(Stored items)
Content starts

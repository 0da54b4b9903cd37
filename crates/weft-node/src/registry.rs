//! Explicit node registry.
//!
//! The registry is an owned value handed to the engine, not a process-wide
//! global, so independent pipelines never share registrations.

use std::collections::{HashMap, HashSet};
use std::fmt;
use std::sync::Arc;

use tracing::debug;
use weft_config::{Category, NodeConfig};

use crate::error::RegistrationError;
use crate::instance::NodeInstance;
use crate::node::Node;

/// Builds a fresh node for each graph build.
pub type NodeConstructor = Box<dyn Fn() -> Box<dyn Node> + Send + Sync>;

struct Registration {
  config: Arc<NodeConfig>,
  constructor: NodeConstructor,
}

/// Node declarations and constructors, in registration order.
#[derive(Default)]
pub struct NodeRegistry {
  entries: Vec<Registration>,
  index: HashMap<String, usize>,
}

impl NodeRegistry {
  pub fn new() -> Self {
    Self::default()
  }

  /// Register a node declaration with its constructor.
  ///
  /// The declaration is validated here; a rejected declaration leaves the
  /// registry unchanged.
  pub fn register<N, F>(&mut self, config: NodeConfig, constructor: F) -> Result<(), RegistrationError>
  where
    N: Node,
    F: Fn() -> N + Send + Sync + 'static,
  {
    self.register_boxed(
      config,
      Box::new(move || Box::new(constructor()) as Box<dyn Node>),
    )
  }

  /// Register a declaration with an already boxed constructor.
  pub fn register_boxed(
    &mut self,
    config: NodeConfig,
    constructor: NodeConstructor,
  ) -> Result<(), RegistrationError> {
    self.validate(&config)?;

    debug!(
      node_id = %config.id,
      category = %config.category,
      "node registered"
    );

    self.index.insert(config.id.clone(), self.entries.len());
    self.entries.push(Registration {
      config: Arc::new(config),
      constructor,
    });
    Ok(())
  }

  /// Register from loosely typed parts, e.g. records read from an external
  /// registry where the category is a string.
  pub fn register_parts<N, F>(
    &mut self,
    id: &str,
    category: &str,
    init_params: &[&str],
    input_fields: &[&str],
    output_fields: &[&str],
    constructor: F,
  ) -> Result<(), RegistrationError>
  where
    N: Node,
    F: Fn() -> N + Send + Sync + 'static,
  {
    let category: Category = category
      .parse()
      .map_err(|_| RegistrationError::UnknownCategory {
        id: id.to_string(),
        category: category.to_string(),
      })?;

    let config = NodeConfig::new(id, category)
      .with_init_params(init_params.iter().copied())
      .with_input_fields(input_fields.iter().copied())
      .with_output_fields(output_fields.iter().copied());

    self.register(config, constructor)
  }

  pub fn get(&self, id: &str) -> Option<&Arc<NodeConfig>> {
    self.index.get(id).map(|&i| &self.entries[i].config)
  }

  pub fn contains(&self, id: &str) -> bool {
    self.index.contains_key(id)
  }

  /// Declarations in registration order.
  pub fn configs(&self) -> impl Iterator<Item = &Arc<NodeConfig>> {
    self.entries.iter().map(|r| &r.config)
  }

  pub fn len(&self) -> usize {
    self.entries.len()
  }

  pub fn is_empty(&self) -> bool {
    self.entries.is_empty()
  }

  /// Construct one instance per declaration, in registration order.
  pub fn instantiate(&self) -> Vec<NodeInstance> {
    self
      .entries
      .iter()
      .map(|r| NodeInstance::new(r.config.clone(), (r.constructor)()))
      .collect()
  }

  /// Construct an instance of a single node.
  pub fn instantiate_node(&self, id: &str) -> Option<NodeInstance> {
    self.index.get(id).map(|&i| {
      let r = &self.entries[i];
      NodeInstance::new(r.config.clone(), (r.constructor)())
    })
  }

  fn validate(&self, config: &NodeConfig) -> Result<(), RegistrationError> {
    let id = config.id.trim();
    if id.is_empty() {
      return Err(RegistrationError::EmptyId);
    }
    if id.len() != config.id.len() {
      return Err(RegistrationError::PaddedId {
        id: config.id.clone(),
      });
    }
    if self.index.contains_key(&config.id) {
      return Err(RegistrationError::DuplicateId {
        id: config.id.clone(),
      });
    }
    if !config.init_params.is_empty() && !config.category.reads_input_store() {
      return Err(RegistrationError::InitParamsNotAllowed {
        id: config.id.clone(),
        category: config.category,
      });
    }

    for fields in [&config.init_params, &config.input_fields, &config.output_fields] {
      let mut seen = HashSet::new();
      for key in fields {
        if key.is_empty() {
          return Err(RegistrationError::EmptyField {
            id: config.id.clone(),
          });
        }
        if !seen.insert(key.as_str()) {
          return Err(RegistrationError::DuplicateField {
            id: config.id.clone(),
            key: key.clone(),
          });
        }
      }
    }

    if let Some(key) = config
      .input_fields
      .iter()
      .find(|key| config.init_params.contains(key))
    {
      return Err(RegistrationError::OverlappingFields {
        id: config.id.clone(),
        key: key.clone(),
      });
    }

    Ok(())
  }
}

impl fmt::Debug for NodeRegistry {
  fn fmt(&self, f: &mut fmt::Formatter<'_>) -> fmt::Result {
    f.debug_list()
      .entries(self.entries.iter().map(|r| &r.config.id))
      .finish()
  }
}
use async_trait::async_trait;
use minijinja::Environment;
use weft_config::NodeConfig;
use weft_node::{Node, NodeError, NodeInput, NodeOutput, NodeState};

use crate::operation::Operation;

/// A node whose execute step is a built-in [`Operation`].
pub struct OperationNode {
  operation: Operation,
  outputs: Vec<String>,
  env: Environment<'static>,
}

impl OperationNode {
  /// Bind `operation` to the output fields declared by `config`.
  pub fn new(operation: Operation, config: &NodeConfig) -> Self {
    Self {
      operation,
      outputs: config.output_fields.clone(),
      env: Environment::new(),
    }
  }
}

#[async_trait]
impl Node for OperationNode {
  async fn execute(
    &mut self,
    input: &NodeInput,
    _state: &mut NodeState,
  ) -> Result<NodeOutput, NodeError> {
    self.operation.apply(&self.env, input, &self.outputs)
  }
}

Content ends

Exercise prompt: Using the entries above, return each line that includes the word "NodeState".

Solution to this problem:
use weft_node::{Node, NodeError, NodeInput, NodeOutput, NodeState};
    _state: &mut NodeState,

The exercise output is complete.